### [The problem]
From the first line of the data through the line containing "hardware-specific behavior a", return each line exactly.

Records from a data collection:
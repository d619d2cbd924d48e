//! Shared mock controller backend for the integration tests.
//!
//! The mock records every backend call and can be scripted to fail
//! specific operations, standing in for the hardware-specific behavior a
//! real UDC driver would have. Behavior handles are shared `Arc`s so tests
//! can keep poking at the backend after it has moved into an endpoint or
//! gadget.

#![allow(dead_code)]

use std::sync::{Arc, Mutex};

use usb_gadget_core::prelude::*;
use usb_gadget_core::udc::OtgState;
use usb_gadget_core::udc_prelude::*;

#[derive(Default)]
pub struct EpBehavior {
    pub calls: Vec<String>,
    pub enable_error: Option<UsbError>,
    pub submit_error: Option<UsbError>,
    pub cancel_error: Option<UsbError>,
    pub halt_error: Option<UsbError>,
    /// `Some` simulates hardware with FIFO inspection support.
    pub fifo: Option<usize>,
    /// Packets each submitted request was segmented into.
    pub packets: Vec<usize>,
    pub maxpacket: u16,
}

pub struct MockEpOps {
    pub shared: Arc<Mutex<EpBehavior>>,
}

impl EndpointOps for MockEpOps {
    fn enable(
        &mut self,
        desc: &EndpointDescriptor,
        _comp: Option<&SsCompanionDescriptor>,
    ) -> Result<()> {
        let mut b = self.shared.lock().unwrap();
        if let Some(err) = b.enable_error {
            return Err(err);
        }
        b.maxpacket = desc.max_packet();
        b.calls.push(format!("enable {}", desc.max_packet()));
        Ok(())
    }

    fn disable(&mut self) -> Result<()> {
        let mut b = self.shared.lock().unwrap();
        b.calls.push("disable".into());
        Ok(())
    }

    fn submit(&mut self, req: &mut Request) -> Result<()> {
        let mut b = self.shared.lock().unwrap();
        if let Some(err) = b.submit_error {
            return Err(err);
        }
        // Requests are segmented into whole packets and never share one
        // with a neighbour, so the per-request count is just the ceiling.
        let maxpacket = usize::from(b.maxpacket.max(1));
        b.packets.push((req.length + maxpacket - 1) / maxpacket);
        b.calls.push(format!("submit {}", req.length));
        Ok(())
    }

    fn cancel(&mut self, _req: &mut Request) -> Result<()> {
        let mut b = self.shared.lock().unwrap();
        if let Some(err) = b.cancel_error {
            return Err(err);
        }
        b.calls.push("cancel".into());
        Ok(())
    }

    fn set_halt(&mut self, value: bool) -> Result<()> {
        let mut b = self.shared.lock().unwrap();
        if let Some(err) = b.halt_error {
            return Err(err);
        }
        b.calls.push(format!("halt {}", value));
        Ok(())
    }

    fn fifo_status(&self) -> Result<usize> {
        self.shared.lock().unwrap().fifo.ok_or(UsbError::NotSupported)
    }
}

#[derive(Default)]
pub struct UdcBehavior {
    pub calls: Vec<String>,
    /// Last value passed to `pullup`.
    pub pullup: Option<bool>,
    pub supports_pullup: bool,
    pub supports_vbus: bool,
    pub supports_wakeup: bool,
    pub supports_func_wakeup: bool,
    pub supports_restart: bool,
    pub otg: Option<OtgState>,
    pub start_error: Option<UsbError>,
}

pub struct MockUdc {
    pub shared: Arc<Mutex<UdcBehavior>>,
}

impl UdcCore for MockUdc {
    type EndpointOps = MockEpOps;

    fn start(&mut self) -> Result<()> {
        let mut b = self.shared.lock().unwrap();
        if let Some(err) = b.start_error {
            return Err(err);
        }
        b.calls.push("start".into());
        Ok(())
    }

    fn stop(&mut self) {
        self.shared.lock().unwrap().calls.push("stop".into());
    }

    fn pullup(&mut self, is_on: bool) -> Result<()> {
        let mut b = self.shared.lock().unwrap();
        if !b.supports_pullup {
            return Err(UsbError::NotSupported);
        }
        b.pullup = Some(is_on);
        b.calls.push(format!("pullup {}", is_on));
        Ok(())
    }

    fn vbus_session(&mut self, is_active: bool) -> Result<()> {
        let mut b = self.shared.lock().unwrap();
        if !b.supports_vbus {
            return Err(UsbError::NotSupported);
        }
        b.calls.push(format!("vbus_session {}", is_active));
        Ok(())
    }

    fn vbus_draw(&mut self, milliamps: u16) -> Result<()> {
        let mut b = self.shared.lock().unwrap();
        if !b.supports_vbus {
            return Err(UsbError::NotSupported);
        }
        b.calls.push(format!("vbus_draw {}", milliamps));
        Ok(())
    }

    fn wakeup(&mut self) -> Result<()> {
        let mut b = self.shared.lock().unwrap();
        if !b.supports_wakeup {
            return Err(UsbError::NotSupported);
        }
        b.calls.push("wakeup".into());
        Ok(())
    }

    fn func_wakeup(&mut self, interface_id: u8) -> Result<()> {
        let mut b = self.shared.lock().unwrap();
        if !b.supports_func_wakeup {
            return Err(UsbError::NotSupported);
        }
        b.calls.push(format!("func_wakeup {}", interface_id));
        Ok(())
    }

    fn set_selfpowered(&mut self, is_selfpowered: bool) -> Result<()> {
        let mut b = self.shared.lock().unwrap();
        b.calls.push(format!("selfpowered {}", is_selfpowered));
        Ok(())
    }

    fn restart(&mut self) -> Result<()> {
        let mut b = self.shared.lock().unwrap();
        if !b.supports_restart {
            return Err(UsbError::NotSupported);
        }
        b.calls.push("restart".into());
        Ok(())
    }

    fn refresh_otg(&mut self) -> Option<OtgState> {
        self.shared.lock().unwrap().otg
    }
}

/// One recorded completion.
pub struct CompletionEvent {
    pub ep: EndpointAddress,
    pub tag: RequestTag,
    pub status: Option<Result<()>>,
    pub actual: usize,
}

/// Completion handler that records every giveback and keeps the returned
/// requests for inspection or reuse.
#[derive(Default)]
pub struct Recorder {
    pub events: Mutex<Vec<CompletionEvent>>,
    pub returned: Mutex<Vec<Request>>,
}

impl Recorder {
    pub fn new() -> Arc<Recorder> {
        Arc::new(Recorder::default())
    }

    pub fn statuses(&self) -> Vec<Option<Result<()>>> {
        self.events.lock().unwrap().iter().map(|e| e.status).collect()
    }

    pub fn tags(&self) -> Vec<RequestTag> {
        self.events.lock().unwrap().iter().map(|e| e.tag).collect()
    }

    pub fn count(&self) -> usize {
        self.events.lock().unwrap().len()
    }
}

impl Completion for Recorder {
    fn complete(&self, ep: EndpointAddress, req: Request) {
        self.events.lock().unwrap().push(CompletionEvent {
            ep,
            tag: req.tag(),
            status: req.status,
            actual: req.actual,
        });
        self.returned.lock().unwrap().push(req);
    }
}

pub fn mock_ep(
    name: &str,
    addr: u8,
    caps: EpCaps,
    maxpacket_limit: u16,
) -> (UsbEndpoint<MockEpOps>, Arc<Mutex<EpBehavior>>) {
    let shared = Arc::new(Mutex::new(EpBehavior::default()));
    let ep = UsbEndpoint::new(
        name,
        addr.into(),
        caps,
        maxpacket_limit,
        MockEpOps {
            shared: shared.clone(),
        },
    );
    (ep, shared)
}

pub fn bulk_desc(addr: u8, max_packet_size: u16) -> EndpointDescriptor {
    EndpointDescriptor {
        address: addr.into(),
        ep_type: EndpointType::Bulk,
        max_packet_size,
        interval: 0,
    }
}

pub fn iso_desc(addr: u8, max_packet_size: u16) -> EndpointDescriptor {
    EndpointDescriptor {
        address: addr.into(),
        ep_type: EndpointType::Isochronous,
        max_packet_size,
        interval: 1,
    }
}

/// Builds a request carrying `len` bytes that reports to `recorder`.
pub fn recorded_request(len: usize, recorder: &Arc<Recorder>) -> Request {
    let mut req = Request::with_buffer(vec![0u8; len]);
    req.completion = Some(recorder.clone());
    req
}

/// A gadget with a control endpoint, one bulk IN and one bulk OUT
/// endpoint, running on the mock backend at SuperSpeed capability.
pub fn mock_gadget() -> (
    UsbGadget<MockUdc>,
    Arc<Mutex<UdcBehavior>>,
    Arc<Mutex<EpBehavior>>,
) {
    let udc_shared = Arc::new(Mutex::new(UdcBehavior {
        supports_pullup: true,
        ..UdcBehavior::default()
    }));

    let (ep0, ep0_shared) = mock_ep("ep0", 0x80, EpCaps::control(), 64);
    let (ep_in, _) = mock_ep("ep1in-bulk", 0x81, EpCaps::data(true, false), 1024);
    let (ep_out, _) = mock_ep("ep2out-bulk", 0x02, EpCaps::data(false, true), 1024);

    let gadget = GadgetBuilder::new(
        "mock-udc",
        MockUdc {
            shared: udc_shared.clone(),
        },
        ep0,
    )
    .max_speed(UsbSpeed::Super)
    .endpoint(ep_in)
    .endpoint(ep_out)
    .build();

    (gadget, udc_shared, ep0_shared)
}

/// What the test driver's `setup` callback should do.
#[derive(Copy, Clone, Eq, PartialEq)]
pub enum SetupAction {
    /// Queue one zero-length response on ep0.
    Respond,
    /// Reject the request so ep0 answers with a protocol stall.
    Reject,
    /// Return success without queueing anything.
    Ignore,
}

/// Gadget driver that records its callbacks.
pub struct TestDriver {
    pub log: Arc<Mutex<Vec<String>>>,
    pub setup_action: Arc<Mutex<SetupAction>>,
    pub bind_error: Option<UsbError>,
}

impl TestDriver {
    pub fn new() -> (Box<TestDriver>, Arc<Mutex<Vec<String>>>) {
        let (driver, log, _) = TestDriver::with_shared_action();
        (driver, log)
    }

    /// Like [`TestDriver::new`], but also hands out the setup-action
    /// handle so a test can change the behavior after the driver has
    /// bound.
    pub fn with_shared_action() -> (
        Box<TestDriver>,
        Arc<Mutex<Vec<String>>>,
        Arc<Mutex<SetupAction>>,
    ) {
        let log = Arc::new(Mutex::new(Vec::new()));
        let setup_action = Arc::new(Mutex::new(SetupAction::Respond));
        let driver = Box::new(TestDriver {
            log: log.clone(),
            setup_action: setup_action.clone(),
            bind_error: None,
        });
        (driver, log, setup_action)
    }
}

impl GadgetDriver<MockUdc> for TestDriver {
    fn function(&self) -> &str {
        "test-function"
    }

    fn max_speed(&self) -> UsbSpeed {
        UsbSpeed::Super
    }

    fn bind(&mut self, _gadget: &mut UsbGadget<MockUdc>) -> Result<()> {
        self.log.lock().unwrap().push("bind".into());
        match self.bind_error {
            Some(err) => Err(err),
            None => Ok(()),
        }
    }

    fn unbind(&mut self, _gadget: &mut UsbGadget<MockUdc>) {
        self.log.lock().unwrap().push("unbind".into());
    }

    fn setup(&mut self, gadget: &mut UsbGadget<MockUdc>, ctrl: &SetupPacket) -> Result<()> {
        self.log.lock().unwrap().push(format!("setup {}", ctrl.request));

        let action = *self.setup_action.lock().unwrap();
        match action {
            SetupAction::Respond => {
                let req = gadget.ep0_mut().alloc_request();
                gadget.ep0_mut().queue(req).map_err(|e| e.error)?;
                Ok(())
            }
            SetupAction::Reject => Err(UsbError::InvalidArgument),
            SetupAction::Ignore => Ok(()),
        }
    }

    fn disconnect(&mut self, _gadget: &mut UsbGadget<MockUdc>) {
        self.log.lock().unwrap().push("disconnect".into());
    }

    fn suspend(&mut self, gadget: &mut UsbGadget<MockUdc>) {
        let flags = gadget.otg_flags();
        self.log
            .lock()
            .unwrap()
            .push(format!("suspend hnp {}", flags.b_hnp_enable));
    }

    fn resume(&mut self, _gadget: &mut UsbGadget<MockUdc>) {
        self.log.lock().unwrap().push("resume".into());
    }

    fn reset(&mut self, _gadget: &mut UsbGadget<MockUdc>) {
        self.log.lock().unwrap().push("reset".into());
    }
}

/// A standard SET_CONFIGURATION(1) setup packet.
pub fn set_configuration_packet() -> SetupPacket {
    SetupPacket::parse(&[0x00, 9, 1, 0, 0, 0, 0, 0]).unwrap()
}

/// A vendor IN request with the given request code.
pub fn vendor_in_packet(request: u8) -> SetupPacket {
    SetupPacket::parse(&[0xc0, request, 0, 0, 0, 0, 4, 0]).unwrap()
}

### [Result for this exercise]
repository d619d2cbd924d48e
//! Shared mock controller backend for the integration tests.
//!
//! The mock records every backend call and can be scripted to fail
//! specific operations, standing in for the hardware-specific behavior a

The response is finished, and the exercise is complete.